A Beginners Guide To Couples’ Therapy
3 handy hints to understanding couples’ therapy.
Therapy 13th Jun, 2021
You should look for a therapist while you aren’t in a severe crisis. In principle, that sounds great, but we’re all busy, and good therapists are hard to come by and much harder to schedule. If there’s nothing urgently wrong, most of us won’t bother looking for therapy. Couples counseling, however, can be a valuable resource when you’re going through a difficult time in your life. It could just be about bolstering a particular aspect of your relationship or providing continuing support as you navigate life together.
Couples counseling can be preventative in this way. If you and your spouse aren’t at odds, you’ll be in a lot better position to nip significant problems in the bud. You won’t be under any additional pressure to find a therapist quickly, which is vital because it will most likely take some time to find someone who connects with you both.

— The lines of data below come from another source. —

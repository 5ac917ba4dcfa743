use std::sync::Arc;

use alloy::primitives::{Address, U256};

use crate::data::provider::ChainClient;
use crate::data::types::NetworkConfig;
use crate::error::{LeadError, LeadResult};

/// A signing capability bound to one authorized account.
#[derive(Clone)]
pub struct Signer {
    pub client: Arc<dyn ChainClient>,
    pub address: Address,
}

impl std::fmt::Debug for Signer {
    fn fmt(&self, f: &mut std::fmt::Formatter<'_>) -> std::fmt::Result {
        f.debug_struct("Signer").field("address", &self.address).finish()
    }
}

/// Wallet access gated on one expected network.
pub struct WalletConnector {
    client: Arc<dyn ChainClient>,
    network: NetworkConfig,
}

impl WalletConnector {
    pub fn new(client: Arc<dyn ChainClient>, network: NetworkConfig) -> Self {
        Self { client, network }
    }

    pub fn network(&self) -> &NetworkConfig {
        &self.network
    }

    pub fn is_available(&self) -> bool {
        self.client.has_signer()
    }

    pub async fn request_accounts(&self) -> LeadResult<Vec<Address>> {
        if !self.is_available() {
            return Err(LeadError::WalletUnavailable);
        }
        self.client.request_accounts().await
    }

    pub fn current_chain_id(&self) -> u64 {
        self.client.chain_id()
    }

    pub fn read_provider(&self) -> Arc<dyn ChainClient> {
        Arc::clone(&self.client)
    }

    /// Signing handle for the first authorized account.
    pub async fn signer(&self) -> LeadResult<Signer> {
        let accounts = self.request_accounts().await?;
        let address = accounts
            .first()
            .copied()
            .ok_or(LeadError::WalletUnavailable)?;
        Ok(Signer {
            client: Arc::clone(&self.client),
            address,
        })
    }

    /// Request account access, refusing when the wallet sits on another chain.
    ///
    /// The chain check runs before the account request, so a mismatch never
    /// prompts the wallet. No network switch is attempted.
    pub async fn connect(&self) -> LeadResult<Vec<Address>> {
        if !self.is_available() {
            return Err(LeadError::WalletUnavailable);
        }

        let actual = self.current_chain_id();
        if actual != self.network.chain_id {
            return Err(LeadError::WrongNetwork {
                expected: self.network.chain_id,
                actual,
                message: self.network.mismatch_message(),
            });
        }

        let accounts = self.request_accounts().await?;
        tracing::info!(?accounts, chain_id = actual, "wallet connected");
        Ok(accounts)
    }

    pub async fn balance_of(&self, account: Address) -> LeadResult<U256> {
        self.read_provider().get_balance(account).await
    }
}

How To Find A Good Therapist:
This could be the most challenging aspect. Prepare to set aside time – a few weeks, if not months – and meet with at least a few different people. Before you begin, chat to your spouse about the type of vibe they’re looking for. Check with your friends to see if they know anyone. You could also seek advice from a reputable medical practitioner, such as your OB/GYN or primary care physician.
You may lookout for local therapist associations in some cities. Don’t be surprised if a therapist doesn’t have a significant online presence. Many good therapists get enough referrals and are busy enough without needing to market or even develop a personal website.

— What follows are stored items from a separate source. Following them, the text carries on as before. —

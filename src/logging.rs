//! File-based logging. The terminal belongs to ratatui, so nothing is written
//! to stdout or stderr once the UI is up.

use std::fs;
use std::path::Path;

use color_eyre::eyre::{Result, WrapErr};
use tracing_appender::non_blocking::WorkerGuard;
use tracing_subscriber::{EnvFilter, fmt, layer::SubscriberExt, util::SubscriberInitExt};

pub const LOG_FILE: &str = "lead-tui.log";
const DEFAULT_FILTER: &str = "lead_tui=info";

/// Install the global subscriber. Logs are lost once the returned guard drops.
pub fn init(log_dir: &Path) -> Result<WorkerGuard> {
    fs::create_dir_all(log_dir)
        .wrap_err_with(|| format!("failed to create log directory {}", log_dir.display()))?;

    let file_appender = tracing_appender::rolling::daily(log_dir, LOG_FILE);
    let (non_blocking, guard) = tracing_appender::non_blocking(file_appender);

    let env_filter =
        EnvFilter::try_from_default_env().unwrap_or_else(|_| EnvFilter::new(DEFAULT_FILTER));

    let file_layer = fmt::layer()
        .with_writer(non_blocking)
        .with_target(true)
        .with_line_number(true)
        .with_ansi(false);

    tracing_subscriber::registry()
        .with(env_filter)
        .with(file_layer)
        .try_init()
        .wrap_err("failed to install tracing subscriber")?;

    tracing::info!(log_dir = %log_dir.display(), "logging initialized");
    Ok(guard)
}
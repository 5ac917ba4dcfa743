use std::path::PathBuf;

use clap::Parser;

#[derive(Parser, Debug)]
#[command(name = "lead-tui", about = "Terminal client for the Lead contract")]
pub struct Config {
    /// RPC endpoint URL (defaults to the network preset's endpoint)
    #[arg(short, long, env = "LEAD_TUI_RPC_URL")]
    pub rpc_url: Option<String>,

    /// Hex private key of the wallet; without it no wallet is available
    #[arg(long, env = "LEAD_TUI_PRIVATE_KEY", hide_env_values = true)]
    pub private_key: Option<String>,

    /// JSON file with the contract address, ABI signatures and network
    #[arg(long)]
    pub contract: Option<PathBuf>,

    /// Expected network (mumbai, amoy, polygon, ethereum, sepolia, anvil)
    #[arg(long)]
    pub network: Option<String>,

    /// Confirmations to wait for before a write counts as successful
    #[arg(long, default_value = "1")]
    pub confirmations: u64,

    /// Tick rate in milliseconds for UI refresh
    #[arg(long, default_value = "100")]
    pub tick_rate_ms: u64,

    /// Directory for the rotating log file
    #[arg(long)]
    pub log_dir: Option<PathBuf>,
}

impl Config {
    pub fn log_dir(&self) -> PathBuf {
        self.log_dir.clone().unwrap_or_else(default_log_dir)
    }
}

fn default_log_dir() -> PathBuf {
    dirs::data_local_dir()
        .unwrap_or_else(|| PathBuf::from("."))
        .join("lead-tui")
        .join("logs")
}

Finally, remember to have an open mind. Allow yourself to be surprised if you have a mental checklist of what you think a good therapist looks like. You don’t truly understand what it’s like to be in a room with someone unless you’re there, speaking with them. You must both feel at ease and respected.
Most Common Types Of Couples’ Therapy:
Many counsellors have received training in many types of therapy and will personalise your treatment to your specific needs. The Gottman Method and Emotionally Focused Therapy (or EFT) are the most common and well-established techniques of couple’s psychotherapy. The Gottman Method is based on Dr. John Gottman’s famous book, The 7 Principles of Making Marriage Work. The basic idea is that unresolved conflicts are inevitable, and couples must try to handle them through positive communication. Couples should never try the “four horsemen”: criticism, contempt, defensiveness, and stonewalling.

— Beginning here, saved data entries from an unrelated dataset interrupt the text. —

use crate::data::types::NetworkConfig;

/// Get a network preset by name.
pub fn get_network_config(name: &str) -> Option<NetworkConfig> {
    match name.to_lowercase().as_str() {
        "mumbai" | "polygon-mumbai" => Some(NetworkConfig {
            name: "Mumbai Polygon".to_string(),
            display_name: "Polygon Mumbai testnet".to_string(),
            chain_id: 0x13881,
            rpc_url: "https://rpc-mumbai.maticvigil.com".to_string(),
            symbol: "MATIC".to_string(),
        }),
        "amoy" | "polygon-amoy" => Some(NetworkConfig {
            name: "Amoy Polygon".to_string(),
            display_name: "Polygon Amoy testnet".to_string(),
            chain_id: 80002,
            rpc_url: "https://rpc-amoy.polygon.technology".to_string(),
            symbol: "POL".to_string(),
        }),
        "polygon" | "matic" => Some(NetworkConfig {
            name: "Polygon".to_string(),
            display_name: "Polygon mainnet".to_string(),
            chain_id: 137,
            rpc_url: "https://polygon-rpc.com".to_string(),
            symbol: "POL".to_string(),
        }),
        "ethereum" | "eth" | "mainnet" => Some(NetworkConfig {
            name: "Ethereum".to_string(),
            display_name: "Ethereum mainnet".to_string(),
            chain_id: 1,
            rpc_url: "https://eth.merkle.io".to_string(),
            symbol: "ETH".to_string(),
        }),
        "sepolia" => Some(NetworkConfig {
            name: "Sepolia".to_string(),
            display_name: "Sepolia testnet".to_string(),
            chain_id: 11155111,
            rpc_url: "https://rpc.sepolia.org".to_string(),
            symbol: "ETH".to_string(),
        }),
        "anvil" | "local" => Some(NetworkConfig {
            name: "Anvil".to_string(),
            display_name: "local Anvil node".to_string(),
            chain_id: 31337,
            rpc_url: "http://127.0.0.1:8545".to_string(),
            symbol: "ETH".to_string(),
        }),
        _ => None,
    }
}

/// Return a list of all supported network names.
pub fn supported_networks() -> Vec<&'static str> {
    vec!["mumbai", "amoy", "polygon", "ethereum", "sepolia", "anvil"]
}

Dr. Sue Johnson, the author of Hold Me Tight, popularised EFT, which focuses on the premise that couples must build an “attachment bond” – a sense of emotional safety with each other. An EFT therapist will work with you to identify your individual dynamic requirements and how your partner may help you meet them. As you might expect, this sort of therapy is more open-ended and less organised, which may be beneficial for people who find other formulas too strict.
How To Prepare For Therapy:
Before you meet a therapist, call and inquire about their cost, background, and whether they accept insurance (most don’t, but specific insurance plans can pay you for therapy charges, or at the very least count it toward your deductible). While you’re at it, double-check that they’re licensed! Don’t expect a free “trial”; most therapists will want you to come in and complete a formal first session, for which you will be charged. Couples therapy is typically more expensive than individual therapy, with prices ranging from $300 and above, depending on where you reside and the therapist’s experience.